Conclusion: coming to terms with international classifications

The official psychiatric classification in France is ICD-10. ICD-10 will soon to be replaced by ICD-11, whose structure and organization will show many similarities to DSM-5.25 ICD is mostly used when coding diagnoses for administrative purposes. De facto, the material used nowadays for teaching students in France is largely derived from DSM. An independent classification has been proposed by a group of French child psychiatrists (GET ME A: French. Classification of Child and Adolescent Mental Disorders).
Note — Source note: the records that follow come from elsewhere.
use crate::error::TemplateError;
use crate::models::settings::Settings;
use crate::template_loader;
use crate::tpl::cache::TemplateCache;
use crate::tpl::lexer::tokenize;
use crate::tpl::library::TagLibrary;
use crate::tpl::node::{Node, NodeList};
use crate::tpl::parser::{CompileErrorHook, Parser};
use crate::tpl::render_context::Context;
use crate::tpl::serializer::to_value;
use crate::tpl::token::Token;
use std::sync::{Arc, LazyLock};
use std::time::Instant;
use tracing::debug;

/// Engine used by the module-level [`render_template`] and [`remove_template`].
pub static ENGINE: LazyLock<Engine> = LazyLock::new(|| Engine::new().with_settings(Settings::from_env()));

/// A compiled template.
#[derive(Debug)]
pub struct Template {
    name: String,
    nodes: NodeList,
}

impl Template {
    pub fn new(name: impl Into<String>, nodes: NodeList) -> Self {
        Template {
            name: name.into(),
            nodes,
        }
    }

    pub fn name(&self) -> &str {
        &self.name
    }

    pub fn render(&self, ctx: &mut Context<'_>) -> Result<String, TemplateError> {
        self.nodes.render(ctx)
    }
}

pub struct Engine {
    settings: Settings,
    library: TagLibrary,
    compile_error_hook: Option<CompileErrorHook>,
    cache: TemplateCache,
}

impl Default for Engine {
    fn default() -> Self {
        Self::new()
    }
}

impl Engine {
    /// Default settings and the built-in tag library.
    pub fn new() -> Self {
        Engine {
            settings: Settings::default(),
            library: TagLibrary::with_builtins(),
            compile_error_hook: None,
            cache: TemplateCache::default(),
        }
    }

    pub fn with_settings(mut self, settings: Settings) -> Self {
        self.settings = settings;
        self
    }

    pub fn with_library(mut self, library: TagLibrary) -> Self {
        self.library = library;
        self
    }

    pub fn with_compile_error_hook<F>(mut self, hook: F) -> Self
    where
        F: Fn(&Token, &TemplateError) -> bool + Send + Sync + 'static,
    {
        self.compile_error_hook = Some(Arc::new(hook));
        self
    }

    pub fn register_tag<F>(&mut self, name: &str, compile: F)
    where
        F: Fn(&mut Parser<'_>, &Token) -> Result<Box<dyn Node>, TemplateError>
            + Send
            + Sync
            + 'static,
    {
        self.library.register(name, compile);
    }

    pub fn settings(&self) -> &Settings {
        &self.settings
    }

    /// Compile `source`, reusing the cached template for `name` while the source is unchanged.
    pub fn compile(&self, name: &str, source: &str) -> Result<Arc<Template>, TemplateError> {
        self.cache.get_or_compile(name, source, || {
            let start = Instant::now();
            let mut parser = Parser::new(tokenize(source), &self.library)
                .with_compile_error_hook(self.compile_error_hook.clone());
            let nodes = parser.parse(&[]);
            debug!(
                "compile template: name={}, elapsed_us={}, ok={}",
                name,
                start.elapsed().as_micros(),
                nodes.is_ok()
            );
            Ok(Template::new(name, nodes?))
        })
    }

    /// Compile (or fetch from cache) and render with `args` as the context root.
    pub fn render_template<T: serde::Serialize>(
        &self,
        name: &str,
        source: &str,
        args: &T,
    ) -> Result<String, TemplateError> {
        let template = self.compile(name, source)?;
        let value = to_value(args)?;
        let mut ctx = Context::new(&value, &self.settings);
        template.render(&mut ctx)
    }

    /// Render a template registered with [`template_loader`].
    pub fn render_named<T: serde::Serialize>(&self, name: &str, args: &T) -> Result<String, TemplateError> {
        let source = template_loader::find_template(name)
            .ok_or_else(|| TemplateError::TemplateNotFound(name.to_string()))?;
        self.render_template(name, &source, args)
    }

    /// Drop the cached compile of `name`.
    pub fn remove_template(&self, name: &str) -> bool {
        self.cache.remove(name)
    }
}

/// Render with the shared [`ENGINE`] (settings taken from the environment).
pub fn render_template<T: serde::Serialize>(
    template_name: &str,
    template_content: &str,
    args: &T,
) -> Result<String, TemplateError> {
    ENGINE.render_template(template_name, template_content, args)
}

/// Evict a template from the shared [`ENGINE`] cache.
pub fn remove_template(template_name: &str) -> bool {
    ENGINE.remove_template(template_name)
}

#[cfg(test)]
mod tests {
    use super::*;
    use serde::Serialize;

    #[derive(Serialize)]
    struct Page {
        name: String,
        csrf_token: String,
    }

    fn page() -> Page {
        Page {
            name: "<Ann>".into(),
            csrf_token: "t0k".into(),
        }
    }

    #[test]
    fn test_render_outside_verbatim_resolves_variables() {
        let engine = Engine::new();
        let out = engine
            .render_template("t_vars", "Hi {{ name }}!", &page())
            .unwrap();
        assert_eq!(out, "Hi &lt;Ann&gt;!");
    }

    #[test]
    fn test_render_verbatim_keeps_braces() {
        let engine = Engine::new();
        let out = engine
            .render_template("t_verbatim", "{{ name }}:{% verbatim %}{{ name }}{% endverbatim %}", &page())
            .unwrap();
        assert_eq!(out, "&lt;Ann&gt;:{{name}}");
    }

    #[test]
    fn test_compile_is_cached() {
        let engine = Engine::new();
        let a = engine.compile("t_cache", "x").unwrap();
        let b = engine.compile("t_cache", "x").unwrap();
        assert!(Arc::ptr_eq(&a, &b));
        assert_eq!(a.name(), "t_cache");
        assert!(engine.remove_template("t_cache"));
        assert!(!engine.remove_template("t_cache"));
    }

    #[test]
    fn test_compile_error_hook() {
        let engine = Engine::new().with_compile_error_hook(|_token, err| err.is_syntax());
        let out = engine
            .render_template("t_hook", "{% verbatim %}a{% trans %}b{% endverbatim %}", &())
            .unwrap();
        assert_eq!(out, "ab");
    }

    #[test]
    fn test_register_custom_tag() {
        #[derive(Debug)]
        struct Shout;
        impl Node for Shout {
            fn render(&self, _ctx: &mut Context<'_>) -> Result<String, TemplateError> {
                Ok("!".into())
            }
        }

        let mut engine = Engine::new();
        engine.register_tag("shout", |_parser: &mut Parser<'_>, _token: &Token| {
            Ok(Box::new(Shout) as Box<dyn Node>)
        });
        let out = engine
            .render_template("t_custom", "{% verbatim %}{{a}}{% shout %}{% endverbatim %}", &())
            .unwrap();
        assert_eq!(out, "{{a}}!");
    }

    #[test]
    fn test_render_named_missing() {
        let err = Engine::new().render_named("no/such/template.html", &()).unwrap_err();
        assert_eq!(err, TemplateError::TemplateNotFound("no/such/template.html".into()));
    }
}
The CFTMEA R 2012, a revision published in 2012, offers a large compatibility with ICD-10.26 The introduction of DSM-5 has sparked the publication of many critical books in France.27 The degree of active involvement in the preparation of DSM-5 varied across Western countries. It is worth noting that the list of DSM-5 Work Group members shows only one French member (Marc Auriacombe, a specialist in addiction from Bordeaux), as compared with seven members from the United Kingdom, six each from Canada and the Netherlands, and four from Germany.